Le soleil tapait comme un forgeron sur l’enclume du désert. Deux hommes y marchaient côte à côte, leurs ombres fusionnant dans la lumière aveuglante. Ils portaient la même gourde vide, le même rire éraillé, la même certitude : rien ne pourrait les séparer.
Puis vint la soif.
Elle glissa entre eux comme un serpent, transformant les regards en défis, les silences en reproches. Une discussion banale devint querelle, la querelle devint tempête. Et dans un éclair de colère, l’un des amis leva la main.
Le coup résonna comme un coup de feu dans l’immensité silencieuse.
Puis, aussi vite que la violence était venue, vint la honte.
— "Pardonne-moi", balbutia l’agresseur, la voix ravagée.

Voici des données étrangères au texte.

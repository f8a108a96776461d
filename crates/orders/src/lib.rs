//! Storefront orders domain module.
//!
//! This crate contains business rules for orders and product purchases,
//! implemented purely as deterministic domain logic (no IO, no HTTP, no storage).
//! Carts and billing profiles are owned elsewhere; only the parts of them that
//! order rules read are modelled here.

pub mod billing;
pub mod cart;
pub mod lifecycle;
pub mod order;
pub mod order_number;
pub mod purchase;

pub use billing::{BillingProfile, Requester};
pub use cart::Cart;
pub use lifecycle::{CartSaved, OrderSaved};
pub use order::{DEFAULT_SHIPPING_TOTAL_MINOR, Order, OrderRecord, OrderStatus, exclude_unsubmitted};
pub use order_number::{OrderNumber, OrderNumberGenerator};
pub use purchase::{ProductPurchase, ProductPurchaseRecord};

L’autre, la joue brûlante, se baissa. Du bout des doigts, il traça dans le sable :
"Mon meilleur ami m’a frappé."
L’Oasis Trompeuse
Quand ils la virent, ils crurent à un mirage : une étendue d’eau paisible, frangée de palmiers. L’ami offensé courut en premier – et le sol se déroba sous ses pieds.
Sables mouvants.
Il enfonça jusqu’à la taille, puis à la poitrine, paralysé par cette étreinte gluante. Son ami, sans hésiter, se jeta à plat ventre, tendant sa ceinture en guise de corde. Les muscles bandés, la bouche pleine de poussière, il lutta contre le désert qui voulait lui voler son frère.
Quand il l’extirpa enfin, ils restèrent un long moment allongés côte à côte, haletants.

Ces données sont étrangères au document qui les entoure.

//! In-memory repositories for tests/dev.

use std::collections::HashMap;
use std::sync::{Arc, RwLock, RwLockReadGuard, RwLockWriteGuard};

use chrono::{DateTime, Utc};

use kart_core::{BillingProfileId, CartId, OrderId, ProductPurchaseId};
use kart_events::{EventHandler, notify_all};
use kart_orders::{
    BillingProfile, Cart, CartSaved, Order, OrderNumber, OrderStatus, ProductPurchase, Requester,
};

use super::{
    BillingProfileStore, CartStore, OrderRepository, ProductPurchaseRepository, sort_newest_first,
};
use crate::error::{OrdersError, StoreError};

fn read<T>(lock: &RwLock<T>) -> Result<RwLockReadGuard<'_, T>, StoreError> {
    lock.read()
        .map_err(|_| StoreError::Storage("lock poisoned".to_string()))
}

fn write<T>(lock: &RwLock<T>) -> Result<RwLockWriteGuard<'_, T>, StoreError> {
    lock.write()
        .map_err(|_| StoreError::Storage("lock poisoned".to_string()))
}

/// In-memory order table.
#[derive(Debug, Default)]
pub struct InMemoryOrderRepository {
    orders: RwLock<HashMap<OrderId, Order>>,
}

impl InMemoryOrderRepository {
    pub fn new() -> Self {
        Self::default()
    }

    pub fn arc() -> Arc<Self> {
        Arc::new(Self::new())
    }

    fn select(&self, predicate: impl Fn(&Order) -> bool) -> Result<Vec<Order>, StoreError> {
        let orders = read(&self.orders)?;
        let mut selected: Vec<Order> = orders.values().filter(|o| predicate(o)).cloned().collect();
        sort_newest_first(&mut selected);
        Ok(selected)
    }
}

impl OrderRepository for InMemoryOrderRepository {
    fn insert(&self, order: &Order) -> Result<(), StoreError> {
        let mut orders = write(&self.orders)?;
        if orders.contains_key(&order.id_typed()) {
            return Err(StoreError::AlreadyExists(order.id_typed().to_string()));
        }
        orders.insert(order.id_typed(), order.clone());
        Ok(())
    }

    fn update(&self, order: &Order) -> Result<(), StoreError> {
        let mut orders = write(&self.orders)?;
        match orders.get_mut(&order.id_typed()) {
            Some(slot) => {
                *slot = order.clone();
                Ok(())
            }
            None => Err(StoreError::NotFound(order.id_typed().to_string())),
        }
    }

    fn get(&self, id: OrderId) -> Result<Option<Order>, StoreError> {
        Ok(read(&self.orders)?.get(&id).cloned())
    }

    fn find_by_number(&self, number: &OrderNumber) -> Result<Option<Order>, StoreError> {
        Ok(self
            .select(|o| o.order_number() == Some(number))?
            .into_iter()
            .next())
    }

    fn number_taken(&self, number: &OrderNumber) -> Result<bool, StoreError> {
        let orders = read(&self.orders)?;
        Ok(orders.values().any(|o| o.order_number() == Some(number)))
    }

    fn list_by_billing_profile(
        &self,
        billing_profile: BillingProfileId,
    ) -> Result<Vec<Order>, StoreError> {
        self.select(|o| o.billing_profile() == Some(billing_profile))
    }

    fn list_by_cart(&self, cart: CartId) -> Result<Vec<Order>, StoreError> {
        self.select(|o| o.cart() == cart)
    }

    fn list_open(
        &self,
        billing_profile: BillingProfileId,
        cart: CartId,
    ) -> Result<Vec<Order>, StoreError> {
        self.select(|o| {
            o.is_open() && o.cart() == cart && o.billing_profile() == Some(billing_profile)
        })
    }

    fn list_submitted(&self) -> Result<Vec<Order>, StoreError> {
        self.select(|o| o.status() != OrderStatus::Created)
    }

    fn deactivate_other_owners(
        &self,
        cart: CartId,
        owner: Option<BillingProfileId>,
        now: DateTime<Utc>,
    ) -> Result<usize, StoreError> {
        let mut orders = write(&self.orders)?;
        let mut changed = 0;
        for order in orders.values_mut() {
            if order.cart() == cart && order.billing_profile() != owner && order.is_active() {
                order.deactivate(now);
                changed += 1;
            }
        }
        Ok(changed)
    }
}

/// In-memory product purchase table.
#[derive(Debug, Default)]
pub struct InMemoryProductPurchaseRepository {
    purchases: RwLock<HashMap<ProductPurchaseId, ProductPurchase>>,
}

impl InMemoryProductPurchaseRepository {
    pub fn new() -> Self {
        Self::default()
    }

    pub fn arc() -> Arc<Self> {
        Arc::new(Self::new())
    }

    fn select(
        &self,
        predicate: impl Fn(&ProductPurchase) -> bool,
    ) -> Result<Vec<ProductPurchase>, StoreError> {
        let purchases = read(&self.purchases)?;
        let mut selected: Vec<ProductPurchase> =
            purchases.values().filter(|p| predicate(p)).cloned().collect();
        selected.sort_by(|a, b| b.timestamp().cmp(&a.timestamp()));
        Ok(selected)
    }
}

impl ProductPurchaseRepository for InMemoryProductPurchaseRepository {
    fn insert(&self, purchase: &ProductPurchase) -> Result<(), StoreError> {
        let mut purchases = write(&self.purchases)?;
        if purchases.contains_key(&purchase.id_typed()) {
            return Err(StoreError::AlreadyExists(purchase.id_typed().to_string()));
        }
        purchases.insert(purchase.id_typed(), purchase.clone());
        Ok(())
    }

    fn get(&self, id: ProductPurchaseId) -> Result<Option<ProductPurchase>, StoreError> {
        Ok(read(&self.purchases)?.get(&id).cloned())
    }

    fn list_active(&self) -> Result<Vec<ProductPurchase>, StoreError> {
        self.select(|p| !p.is_refunded())
    }

    fn list_active_for_billing_profile(
        &self,
        billing_profile: BillingProfileId,
    ) -> Result<Vec<ProductPurchase>, StoreError> {
        self.select(|p| !p.is_refunded() && p.billing_profile() == billing_profile)
    }

    fn mark_refunded(
        &self,
        id: ProductPurchaseId,
        now: DateTime<Utc>,
    ) -> Result<ProductPurchase, StoreError> {
        let mut purchases = write(&self.purchases)?;
        let purchase = purchases
            .get_mut(&id)
            .ok_or_else(|| StoreError::NotFound(id.to_string()))?;
        purchase.refund(now);
        Ok(purchase.clone())
    }
}

type CartObserver = Arc<dyn EventHandler<CartSaved, Error = OrdersError>>;

/// In-memory cart table that tells its observers about every write.
#[derive(Default)]
pub struct InMemoryCartStore {
    carts: RwLock<HashMap<CartId, Cart>>,
    observers: RwLock<Vec<CartObserver>>,
}

impl InMemoryCartStore {
    pub fn new() -> Self {
        Self::default()
    }

    pub fn arc() -> Arc<Self> {
        Arc::new(Self::new())
    }

    /// Register an observer for every later `save`.
    pub fn subscribe(&self, observer: CartObserver) -> Result<(), StoreError> {
        write(&self.observers)?.push(observer);
        Ok(())
    }
}

impl core::fmt::Debug for InMemoryCartStore {
    fn fmt(&self, f: &mut core::fmt::Formatter<'_>) -> core::fmt::Result {
        let observers = self.observers.read().map(|o| o.len()).unwrap_or(0);
        f.debug_struct("InMemoryCartStore")
            .field("carts", &self.carts)
            .field("observers", &observers)
            .finish()
    }
}

impl CartStore for InMemoryCartStore {
    fn get(&self, id: CartId) -> Result<Option<Cart>, StoreError> {
        Ok(read(&self.carts)?.get(&id).cloned())
    }

    fn save(&self, cart: &Cart) -> Result<bool, OrdersError> {
        let created = write(&self.carts)?
            .insert(cart.id_typed(), cart.clone())
            .is_none();

        // Observers may read carts back, so no lock is held while they run.
        let observers = read(&self.observers)?.clone();
        let event = CartSaved {
            cart: cart.clone(),
            created,
            occurred_at: Utc::now(),
        };
        notify_all(&observers, &event)?;

        Ok(created)
    }
}

/// In-memory billing profiles keyed by user or guest email.
#[derive(Debug, Default)]
pub struct InMemoryBillingProfileStore {
    profiles: RwLock<HashMap<BillingProfileId, BillingProfile>>,
}

impl InMemoryBillingProfileStore {
    pub fn new() -> Self {
        Self::default()
    }

    pub fn arc() -> Arc<Self> {
        Arc::new(Self::new())
    }
}

impl BillingProfileStore for InMemoryBillingProfileStore {
    fn get_or_new(&self, requester: &Requester) -> Result<(BillingProfile, bool), StoreError> {
        if *requester == Requester::Anonymous {
            return Ok((BillingProfile::for_requester(BillingProfileId::new(), requester), true));
        }

        let mut profiles = write(&self.profiles)?;
        let existing = profiles.values().find(|profile| match requester {
            Requester::User { user_id, .. } => profile.user() == Some(*user_id),
            Requester::Guest { email } => profile.is_guest() && profile.email() == Some(email.as_str()),
            Requester::Anonymous => false,
        });
        if let Some(profile) = existing {
            return Ok((profile.clone(), false));
        }

        let profile = BillingProfile::for_requester(BillingProfileId::new(), requester);
        profiles.insert(profile.id_typed(), profile.clone());
        Ok((profile, true))
    }

    fn get(&self, id: BillingProfileId) -> Result<Option<BillingProfile>, StoreError> {
        Ok(read(&self.profiles)?.get(&id).cloned())
    }
}

#[cfg(test)]
mod tests {
    use std::sync::Mutex;

    use super::*;
    use kart_core::{Money, ProductId, UserId};

    fn test_time() -> DateTime<Utc> {
        Utc::now()
    }

    fn order_on(cart: CartId, profile: Option<BillingProfileId>) -> Order {
        Order::new(OrderId::new(), cart, profile, Money::from_minor(50_00), test_time())
    }

    #[test]
    fn insert_then_update_round_trip() {
        let repo = InMemoryOrderRepository::new();
        let mut order = order_on(CartId::new(), None);
        repo.insert(&order).unwrap();
        assert!(matches!(repo.insert(&order), Err(StoreError::AlreadyExists(_))));

        order.deactivate(test_time());
        repo.update(&order).unwrap();
        assert_eq!(repo.get(order.id_typed()).unwrap(), Some(order));
    }

    #[test]
    fn update_of_unknown_order_fails() {
        let repo = InMemoryOrderRepository::new();
        let order = order_on(CartId::new(), None);
        assert!(matches!(repo.update(&order), Err(StoreError::NotFound(_))));
    }

    #[test]
    fn listings_are_newest_first() {
        let repo = InMemoryOrderRepository::new();
        let profile = BillingProfileId::new();
        let cart = CartId::new();
        let t0 = test_time();
        let older = Order::new(OrderId::new(), cart, Some(profile), Money::zero(), t0);
        let newer = Order::new(
            OrderId::new(),
            cart,
            Some(profile),
            Money::zero(),
            t0 + chrono::Duration::seconds(5),
        );
        repo.insert(&older).unwrap();
        repo.insert(&newer).unwrap();

        let listed = repo.list_by_billing_profile(profile).unwrap();
        assert_eq!(listed, vec![newer, older]);
    }

    #[test]
    fn deactivate_other_owners_spares_the_owner() {
        let repo = InMemoryOrderRepository::new();
        let cart = CartId::new();
        let owner = BillingProfileId::new();
        let mine = order_on(cart, Some(owner));
        let stranger = order_on(cart, Some(BillingProfileId::new()));
        let anonymous = order_on(cart, None);
        let elsewhere = order_on(CartId::new(), None);
        for o in [&mine, &stranger, &anonymous, &elsewhere] {
            repo.insert(o).unwrap();
        }

        let changed = repo.deactivate_other_owners(cart, Some(owner), test_time()).unwrap();

        assert_eq!(changed, 2);
        assert!(repo.get(mine.id_typed()).unwrap().unwrap().is_active());
        assert!(!repo.get(stranger.id_typed()).unwrap().unwrap().is_active());
        assert!(!repo.get(anonymous.id_typed()).unwrap().unwrap().is_active());
        assert!(repo.get(elsewhere.id_typed()).unwrap().unwrap().is_active());
    }

    #[test]
    fn purchases_listing_hides_refunds() {
        let repo = InMemoryProductPurchaseRepository::new();
        let profile = BillingProfileId::new();
        let kept = ProductPurchase::new(ProductPurchaseId::new(), None, profile, ProductId::new(), test_time());
        let refunded = ProductPurchase::new(ProductPurchaseId::new(), None, profile, ProductId::new(), test_time());
        let other = ProductPurchase::new(
            ProductPurchaseId::new(),
            None,
            BillingProfileId::new(),
            ProductId::new(),
            test_time(),
        );
        for p in [&kept, &refunded, &other] {
            repo.insert(p).unwrap();
        }

        let flipped = repo.mark_refunded(refunded.id_typed(), test_time()).unwrap();
        assert!(flipped.is_refunded());

        let active = repo.list_active().unwrap();
        assert_eq!(active.len(), 2);
        assert!(active.iter().all(|p| !p.is_refunded()));
        assert_eq!(repo.list_active_for_billing_profile(profile).unwrap(), vec![kept]);
        assert!(repo.get(refunded.id_typed()).unwrap().is_some());
    }

    #[test]
    fn refund_of_unknown_purchase_fails() {
        let repo = InMemoryProductPurchaseRepository::new();
        let err = repo.mark_refunded(ProductPurchaseId::new(), test_time()).unwrap_err();
        assert!(matches!(err, StoreError::NotFound(_)));
    }

    #[derive(Default)]
    struct SeenCarts(Mutex<Vec<(CartId, bool)>>);

    impl EventHandler<CartSaved> for SeenCarts {
        type Error = OrdersError;

        fn handle(&self, event: &CartSaved) -> Result<(), Self::Error> {
            self.0.lock().unwrap().push((event.cart.id_typed(), event.created));
            Ok(())
        }
    }

    #[test]
    fn cart_store_reports_creation_then_updates() {
        let store = InMemoryCartStore::new();
        let seen = Arc::new(SeenCarts::default());
        store.subscribe(seen.clone()).unwrap();

        let mut cart = Cart::new(CartId::new(), test_time());
        assert!(store.save(&cart).unwrap());
        cart.set_total(Money::from_minor(1_00), test_time());
        assert!(!store.save(&cart).unwrap());

        let id = cart.id_typed();
        assert_eq!(*seen.0.lock().unwrap(), vec![(id, true), (id, false)]);
        assert_eq!(store.get(id).unwrap(), Some(cart));
    }

    #[test]
    fn billing_profiles_are_reused_per_identity() {
        let store = InMemoryBillingProfileStore::new();
        let user = Requester::User {
            user_id: UserId::new(),
            email: "ana@example.com".to_string(),
        };
        let guest = Requester::Guest {
            email: "ana@example.com".to_string(),
        };

        let (first, created) = store.get_or_new(&user).unwrap();
        assert!(created);
        let (again, created) = store.get_or_new(&user).unwrap();
        assert!(!created);
        assert_eq!(first, again);

        let (guest_profile, created) = store.get_or_new(&guest).unwrap();
        assert!(created);
        assert_ne!(guest_profile.id_typed(), first.id_typed());
    }

    #[test]
    fn anonymous_profiles_are_transient() {
        let store = InMemoryBillingProfileStore::new();
        let (a, created) = store.get_or_new(&Requester::Anonymous).unwrap();
        assert!(created);
        let (b, _) = store.get_or_new(&Requester::Anonymous).unwrap();
        assert_ne!(a.id_typed(), b.id_typed());
        assert!(store.get(a.id_typed()).unwrap().is_none());
    }
}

Puis l’homme sauvé prit un caillou et grava sur un rocher :
"Mon meilleur ami m’a sauvé la vie."
— "Pourquoi ?" demanda l’autre, désignant tour à tour le message sur le sable et celui sur la pierre.
La réponse vint, portée par le vent chaud :
— "Les blessures doivent s’envoler comme des plumes. Les dettes de sang doivent peser comme des montagnes."